*ABOUT THIS TASK:*
Count the lines in the records below that contain the word "matches", and reply with only that number.

*DATA FOR ANALYSIS:*
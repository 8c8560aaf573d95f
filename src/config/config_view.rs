// ==========================================
// 注入数据稳定性核对 - 配置视图
// ==========================================
// 职责: 加载 config.ini,提供按节/键的只读访问
// 存储: INI 文件 (rust-ini, 关闭转义以保留密码原文)
// ==========================================

use crate::config::error::{ConfigError, ConfigResult};
use crate::domain::{ProductType, SourceKind};
use ini::{Ini, ParseOption};
use std::collections::HashMap;
use std::path::{Path, PathBuf};

/// 默认配置文件名（当前工作目录）
pub const DEFAULT_CONFIG_FILE: &str = "config.ini";

/// 用户配置目录下的子目录名
const CONFIG_DIR_NAME: &str = "injection-audit";

// ==========================================
// ConfigView - 只读配置视图
// ==========================================
#[derive(Debug, Clone, Default)]
pub struct ConfigView {
    sections: HashMap<String, HashMap<String, String>>,
    section_order: Vec<String>,
}

impl ConfigView {
    /// 从文件加载配置
    ///
    /// # 错误
    /// - NotFound: 文件不存在
    /// - Parse: INI 语法错误
    /// - NoSections: 文件中没有任何节
    pub fn load(path: &Path) -> ConfigResult<Self> {
        if !path.exists() {
            return Err(ConfigError::NotFound(path.display().to_string()));
        }

        let ini = Ini::load_from_file_opt(path, parse_option())
            .map_err(|e| ConfigError::Parse(format!("{}: {}", path.display(), e)))?;

        Self::from_ini(&ini, &path.display().to_string())
    }

    /// 从字符串解析配置
    pub fn parse_str(content: &str) -> ConfigResult<Self> {
        let ini = Ini::load_from_str_opt(content, parse_option())
            .map_err(|e| ConfigError::Parse(e.to_string()))?;

        Self::from_ini(&ini, "<inline>")
    }

    fn from_ini(ini: &Ini, origin: &str) -> ConfigResult<Self> {
        let mut view = ConfigView::default();

        for (name, props) in ini.iter() {
            // 节外的全局键不计入节
            let Some(name) = name else { continue };

            let entries: HashMap<String, String> = props
                .iter()
                .map(|(k, v)| (k.trim().to_string(), v.trim().to_string()))
                .collect();

            if !view.sections.contains_key(name) {
                view.section_order.push(name.to_string());
            }
            view.sections.entry(name.to_string()).or_default().extend(entries);
        }

        if view.section_order.is_empty() {
            return Err(ConfigError::NoSections(origin.to_string()));
        }

        tracing::debug!(sections = ?view.section_order, "配置节加载完成");
        Ok(view)
    }

    /// 按文件中出现顺序返回节名
    pub fn section_names(&self) -> &[String] {
        &self.section_order
    }

    pub fn has_section(&self, section: &str) -> bool {
        self.sections.contains_key(section)
    }

    /// 读取可选配置项
    pub fn get(&self, section: &str, key: &str) -> Option<&str> {
        self.sections
            .get(section)
            .and_then(|entries| entries.get(key))
            .map(String::as_str)
    }

    /// 读取必填配置项
    pub fn require(&self, section: &str, key: &str) -> ConfigResult<&str> {
        if !self.has_section(section) {
            return Err(ConfigError::MissingSection(section.to_string()));
        }
        self.get(section, key).ok_or_else(|| ConfigError::MissingKey {
            section: section.to_string(),
            key: key.to_string(),
        })
    }

    /// 读取必填配置项并解析
    pub fn require_parsed<T>(&self, section: &str, key: &str) -> ConfigResult<T>
    where
        T: std::str::FromStr,
        T::Err: std::fmt::Display,
    {
        let raw = self.require(section, key)?;
        raw.parse::<T>().map_err(|e| ConfigError::InvalidValue {
            section: section.to_string(),
            key: key.to_string(),
            value: raw.to_string(),
            message: e.to_string(),
        })
    }

    /// 读取某数据源配置的产品类型列表
    ///
    /// # 返回
    /// - 节不存在: 空列表（数据源不激活）
    /// - 节存在但缺少 `<节名>_enums`: MissingKey
    /// - 逗号分隔,逐项去空白,忽略空项,每项必须为整数编码
    pub fn product_types(&self, kind: SourceKind) -> ConfigResult<Vec<ProductType>> {
        let section = kind.section();
        if !self.has_section(section) {
            return Ok(Vec::new());
        }

        let key = format!("{}_enums", section);
        let raw = self.require(section, &key)?;

        raw.split(',')
            .map(str::trim)
            .filter(|item| !item.is_empty())
            .map(|item| {
                item.parse::<ProductType>()
                    .map_err(|e| ConfigError::InvalidValue {
                        section: section.to_string(),
                        key: key.clone(),
                        value: item.to_string(),
                        message: e.to_string(),
                    })
            })
            .collect()
    }
}

fn parse_option() -> ParseOption {
    ParseOption {
        enabled_escape: false,
        ..ParseOption::default()
    }
}

/// 解析配置文件路径
///
/// 优先级:
/// 1. 命令行显式指定
/// 2. 当前工作目录下的 config.ini
/// 3. 用户配置目录下的 injection-audit/config.ini
///
/// 都不存在时返回第 2 项（由加载阶段报告 NotFound）
pub fn resolve_config_path(explicit: Option<&Path>) -> PathBuf {
    if let Some(path) = explicit {
        return path.to_path_buf();
    }

    let local = std::env::current_dir()
        .map(|dir| dir.join(DEFAULT_CONFIG_FILE))
        .unwrap_or_else(|_| PathBuf::from(DEFAULT_CONFIG_FILE));
    if local.exists() {
        return local;
    }

    if let Some(user_dir) = dirs::config_dir() {
        let candidate = user_dir.join(CONFIG_DIR_NAME).join(DEFAULT_CONFIG_FILE);
        if candidate.exists() {
            return candidate;
        }
    }

    local
}

#[cfg(test)]
mod tests {
    use super::*;

    const SAMPLE: &str = r#"
[gpdb]
gpdb_user_name = audit
gpdb_pass = p@ss\word
gpdb_enums = 10, 20,,30

[injection]
start_ip = 10.1
injection_start_time = 2024-01-01 00:00:00
"#;

    #[test]
    fn test_parse_sections_in_order() {
        let view = ConfigView::parse_str(SAMPLE).unwrap();
        assert_eq!(view.section_names(), &["gpdb".to_string(), "injection".to_string()]);
        assert!(view.has_section("gpdb"));
        assert!(!view.has_section("presto"));
    }

    #[test]
    fn test_password_kept_literally() {
        let view = ConfigView::parse_str(SAMPLE).unwrap();
        assert_eq!(view.get("gpdb", "gpdb_pass"), Some("p@ss\\word"));
    }

    #[test]
    fn test_product_types_trimmed_and_empty_skipped() {
        let view = ConfigView::parse_str(SAMPLE).unwrap();
        let types = view.product_types(SourceKind::Warehouse).unwrap();
        assert_eq!(
            types,
            vec![ProductType::new(10), ProductType::new(20), ProductType::new(30)]
        );
    }

    #[test]
    fn test_absent_section_yields_empty_list() {
        let view = ConfigView::parse_str(SAMPLE).unwrap();
        assert!(view.product_types(SourceKind::LegacyRdbms).unwrap().is_empty());
    }

    #[test]
    fn test_missing_enums_key_is_error() {
        let view = ConfigView::parse_str("[presto]\npresto_host = h\n").unwrap();
        let err = view.product_types(SourceKind::PartitionedEngine).unwrap_err();
        assert!(matches!(err, ConfigError::MissingKey { ref key, .. } if key == "presto_enums"));
    }

    #[test]
    fn test_non_numeric_enum_is_invalid_value() {
        let view = ConfigView::parse_str("[ase]\nase_enums = 1,x\n").unwrap();
        let err = view.product_types(SourceKind::LegacyRdbms).unwrap_err();
        assert!(matches!(err, ConfigError::InvalidValue { ref value, .. } if value == "x"));
    }

    #[test]
    fn test_no_sections_is_error() {
        let err = ConfigView::parse_str("key = value\n").unwrap_err();
        assert!(matches!(err, ConfigError::NoSections(_)));
    }

    #[test]
    fn test_require_reports_missing_section() {
        let view = ConfigView::parse_str(SAMPLE).unwrap();
        assert!(matches!(
            view.require("ase", "ase_host"),
            Err(ConfigError::MissingSection(_))
        ));
    }

    #[test]
    fn test_explicit_path_wins() {
        let path = Path::new("/tmp/custom.ini");
        assert_eq!(resolve_config_path(Some(path)), PathBuf::from("/tmp/custom.ini"));
    }
}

*RESPONSE TO THIS EXERCISE:*
4